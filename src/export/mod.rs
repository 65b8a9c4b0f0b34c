//! Record writers.
//!
//! Three flat formats share one sink contract: a pretty-printed JSON array,
//! JSON Lines (one object per line) and CSV with a fixed header. Sinks are
//! fed records one at a time and must be flushed once at the end.

pub mod csv;
pub mod json;
pub mod jsonl;

use std::path::{Path, PathBuf};

use serde::{Deserialize, Serialize};
use thiserror::Error;

use crate::artefact::Artefact;

#[derive(Debug, Clone, Copy, PartialEq, Eq, Serialize, Deserialize)]
pub enum ExportFormat {
    #[serde(rename = "json")]
    Json,
    #[serde(rename = "json_line")]
    JsonLines,
    #[serde(rename = "csv")]
    Csv,
}

impl ExportFormat {
    pub fn extension(self) -> &'static str {
        match self {
            ExportFormat::Json => "json",
            ExportFormat::JsonLines => "jsonl",
            ExportFormat::Csv => "csv",
        }
    }
}

#[derive(Debug, Error)]
pub enum ExportError {
    #[error("io error: {0}")]
    Io(#[from] std::io::Error),
    #[error("csv error: {0}")]
    Csv(#[from] ::csv::Error),
    #[error("serde error: {0}")]
    Serde(#[from] serde_json::Error),
    #[error("writer lock poisoned")]
    Poisoned,
}

pub trait ExportSink: Send + Sync {
    fn record(&self, record: &Artefact) -> Result<(), ExportError>;

    /// Write any trailer and flush. Further records are an error.
    fn flush(&self) -> Result<(), ExportError>;
}

pub fn output_path(dir: &Path, base_name: &str, format: ExportFormat) -> PathBuf {
    dir.join(format!("{base_name}.{}", format.extension()))
}

pub fn build_sink(format: ExportFormat, path: &Path) -> Result<Box<dyn ExportSink>, ExportError> {
    match format {
        ExportFormat::Json => Ok(Box::new(json::JsonSink::create(path)?)),
        ExportFormat::JsonLines => Ok(Box::new(jsonl::JsonlSink::create(path)?)),
        ExportFormat::Csv => Ok(Box::new(csv::CsvSink::create(path)?)),
    }
}

/// Write `records` to `path` in `format`, in the given order.
pub fn export_records(
    format: ExportFormat,
    path: &Path,
    records: &[Artefact],
) -> Result<(), ExportError> {
    let sink = build_sink(format, path)?;
    for record in records {
        sink.record(record)?;
    }
    sink.flush()
}

#[cfg(test)]
mod tests {
    use super::*;

    #[test]
    fn output_path_uses_format_extension() {
        let dir = Path::new("/out");
        assert_eq!(
            output_path(dir, "report", ExportFormat::JsonLines),
            PathBuf::from("/out/report.jsonl")
        );
        assert_eq!(
            output_path(dir, "report", ExportFormat::Csv),
            PathBuf::from("/out/report.csv")
        );
    }

    #[test]
    fn format_names_match_config_values() {
        let format: ExportFormat = serde_yaml::from_str("json_line").expect("yaml");
        assert_eq!(format, ExportFormat::JsonLines);
        let format: ExportFormat = serde_yaml::from_str("csv").expect("yaml");
        assert_eq!(format, ExportFormat::Csv);
    }
}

### [Task statement]
Go through the entries and restate each one exactly.

### [Reply]
filename src/export/mod.rs
repository 65b8a9c4b0f0b34c
//! Record writers.
//!
//! Three flat formats share one sink contract: a pretty-printed JSON array,
//! JSON Lines (one object per line) and CSV with a fixed header. Sinks are
//! fed records one at a time and must be flushed once at the end.

pub mod csv;
pub mod json;
pub mod jsonl;

use std::path::{Path, PathBuf};

use serde::{Deserialize, Serialize};
use thiserror::Error;

use crate::artefact::Artefact;

#[derive(Debug, Clone, Copy, PartialEq, Eq, Serialize, Deserialize)]
pub enum ExportFormat {
    #[serde(rename = "json")]
    Json,
    #[serde(rename = "json_line")]
    JsonLines,
    #[serde(rename = "csv")]
    Csv,
}

impl ExportFormat {
    pub fn extension(self) -> &'static str {
        match self {
            ExportFormat::Json => "json",
            ExportFormat::JsonLines => "jsonl",
            ExportFormat::Csv => "csv",
        }
    }
}

#[derive(Debug, Error)]
pub enum ExportError {
    #[error("io error: {0}")]
    Io(#[from] std::io::Error),
    #[error("csv error: {0}")]
    Csv(#[from] ::csv::Error),
    #[error("serde error: {0}")]
    Serde(#[from] serde_json::Error),
    #[error("writer lock poisoned")]
    Poisoned,
}

pub trait ExportSink: Send + Sync {
    fn record(&self, record: &Artefact) -> Result<(), ExportError>;

    /// Write any trailer and flush. Further records are an error.
    fn flush(&self) -> Result<(), ExportError>;
}

pub fn output_path(dir: &Path, base_name: &str, format: ExportFormat) -> PathBuf {
    dir.join(format!("{base_name}.{}", format.extension()))
}

pub fn build_sink(format: ExportFormat, path: &Path) -> Result<Box<dyn ExportSink>, ExportError> {
    match format {
        ExportFormat::Json => Ok(Box::new(json::JsonSink::create(path)?)),
        ExportFormat::JsonLines => Ok(Box::new(jsonl::JsonlSink::create(path)?)),
        ExportFormat::Csv => Ok(Box::new(csv::CsvSink::create(path)?)),
    }
}

/// Write `records` to `path` in `format`, in the given order.
pub fn export_records(
    format: ExportFormat,
    path: &Path,
    records: &[Artefact],
) -> Result<(), ExportError> {
    let sink = build_sink(format, path)?;
    for record in records {
        sink.record(record)?;
    }
    sink.flush()
}

#[cfg(test)]
mod tests {
    use super::*;

    #[test]
    fn output_path_uses_format_extension() {
        let dir = Path::new("/out");
        assert_eq!(
            output_path(dir, "report", ExportFormat::JsonLines),
            PathBuf::from("/out/report.jsonl")
        );
        assert_eq!(
            output_path(dir, "report", ExportFormat::Csv),
            PathBuf::from("/out/report.csv")
        );
    }

    #[test]
    fn format_names_match_config_values() {
        let format: ExportFormat = serde_yaml::from_str("json_line").expect("yaml");
        assert_eq!(format, ExportFormat::JsonLines);
        let format: ExportFormat = serde_yaml::from_str("csv").expect("yaml");
        assert_eq!(format, ExportFormat::Csv);
    }
}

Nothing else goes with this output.